**Your task:**
Reproduce, with no changes, the line that contains "pub mod fusion;" and all the lines that come after it in the records.

**Stored data:**
//! JSON configuration files of the command-line tools.

pub mod fusion;
pub mod realignment;
pub mod statistics;

pub use fusion::{load_config, FusionToolConfig, InputConfig, InputSource, OutputConfig};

**Problem solution:**
pub mod fusion;
pub mod realignment;
pub mod statistics;

pub use fusion::{load_config, FusionToolConfig, InputConfig, InputSource, OutputConfig};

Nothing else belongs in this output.